[Opening Dataset content section]

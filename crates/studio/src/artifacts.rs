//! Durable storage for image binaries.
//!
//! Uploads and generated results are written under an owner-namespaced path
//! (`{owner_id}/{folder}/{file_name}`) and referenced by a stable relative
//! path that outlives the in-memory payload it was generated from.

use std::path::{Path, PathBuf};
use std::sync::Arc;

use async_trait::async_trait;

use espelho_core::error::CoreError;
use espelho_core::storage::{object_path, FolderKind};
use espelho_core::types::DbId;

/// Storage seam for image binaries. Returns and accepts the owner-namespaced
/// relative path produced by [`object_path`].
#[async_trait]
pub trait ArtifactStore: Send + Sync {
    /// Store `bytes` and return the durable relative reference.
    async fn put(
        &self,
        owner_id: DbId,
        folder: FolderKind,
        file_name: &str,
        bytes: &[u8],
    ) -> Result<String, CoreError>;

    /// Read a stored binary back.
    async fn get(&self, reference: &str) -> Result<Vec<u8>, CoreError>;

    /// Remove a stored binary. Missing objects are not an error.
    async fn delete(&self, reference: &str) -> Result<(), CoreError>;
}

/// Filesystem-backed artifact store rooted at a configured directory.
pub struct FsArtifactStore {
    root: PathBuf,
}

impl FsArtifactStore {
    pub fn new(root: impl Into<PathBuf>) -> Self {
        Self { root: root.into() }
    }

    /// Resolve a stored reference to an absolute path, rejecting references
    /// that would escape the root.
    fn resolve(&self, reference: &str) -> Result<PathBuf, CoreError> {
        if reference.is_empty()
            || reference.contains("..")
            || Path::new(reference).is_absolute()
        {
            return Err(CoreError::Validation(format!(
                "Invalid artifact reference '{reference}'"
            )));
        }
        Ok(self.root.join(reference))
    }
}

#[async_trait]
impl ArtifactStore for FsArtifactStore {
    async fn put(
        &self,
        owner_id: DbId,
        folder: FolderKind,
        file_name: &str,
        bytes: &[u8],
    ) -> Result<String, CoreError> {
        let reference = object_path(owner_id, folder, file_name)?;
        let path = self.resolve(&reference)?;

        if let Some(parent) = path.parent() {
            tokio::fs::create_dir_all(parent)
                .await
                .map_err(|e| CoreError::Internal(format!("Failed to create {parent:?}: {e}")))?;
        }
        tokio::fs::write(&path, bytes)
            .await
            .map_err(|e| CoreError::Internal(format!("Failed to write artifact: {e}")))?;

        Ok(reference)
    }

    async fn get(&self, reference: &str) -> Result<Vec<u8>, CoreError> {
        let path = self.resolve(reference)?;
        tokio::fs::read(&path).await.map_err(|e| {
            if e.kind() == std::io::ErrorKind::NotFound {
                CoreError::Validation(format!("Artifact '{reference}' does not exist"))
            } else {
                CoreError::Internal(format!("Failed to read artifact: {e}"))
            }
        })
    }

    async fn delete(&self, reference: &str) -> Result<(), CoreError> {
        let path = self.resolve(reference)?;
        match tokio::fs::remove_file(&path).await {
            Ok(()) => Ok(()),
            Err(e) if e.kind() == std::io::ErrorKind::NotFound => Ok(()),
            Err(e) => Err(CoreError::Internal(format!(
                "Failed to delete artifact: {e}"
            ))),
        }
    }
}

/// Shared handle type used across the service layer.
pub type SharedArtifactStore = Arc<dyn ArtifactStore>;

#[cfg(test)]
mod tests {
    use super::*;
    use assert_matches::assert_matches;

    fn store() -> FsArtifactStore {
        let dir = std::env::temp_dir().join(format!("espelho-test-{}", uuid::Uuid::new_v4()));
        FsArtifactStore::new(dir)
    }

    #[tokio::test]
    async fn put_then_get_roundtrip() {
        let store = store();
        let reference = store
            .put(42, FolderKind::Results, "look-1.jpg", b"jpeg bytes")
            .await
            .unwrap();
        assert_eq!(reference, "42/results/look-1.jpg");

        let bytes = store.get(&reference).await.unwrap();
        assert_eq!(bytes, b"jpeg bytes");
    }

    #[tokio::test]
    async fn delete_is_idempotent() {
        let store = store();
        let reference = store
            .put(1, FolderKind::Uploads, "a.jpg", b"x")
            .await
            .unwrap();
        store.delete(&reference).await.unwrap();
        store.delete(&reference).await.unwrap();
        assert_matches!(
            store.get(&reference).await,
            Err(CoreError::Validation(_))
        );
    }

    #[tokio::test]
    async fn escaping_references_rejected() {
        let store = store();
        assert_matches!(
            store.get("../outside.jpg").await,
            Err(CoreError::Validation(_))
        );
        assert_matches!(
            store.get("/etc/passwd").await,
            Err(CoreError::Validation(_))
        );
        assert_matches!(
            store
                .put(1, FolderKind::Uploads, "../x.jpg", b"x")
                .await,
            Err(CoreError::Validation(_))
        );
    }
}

[Closing Dataset content section]

## Work required:
Pull out every line in the material above where "join" occurs.

## Solved problem:
        Ok(self.root.join(reference))
        let dir = std::env::temp_dir().join(format!("espelho-test-{}", uuid::Uuid::new_v4()));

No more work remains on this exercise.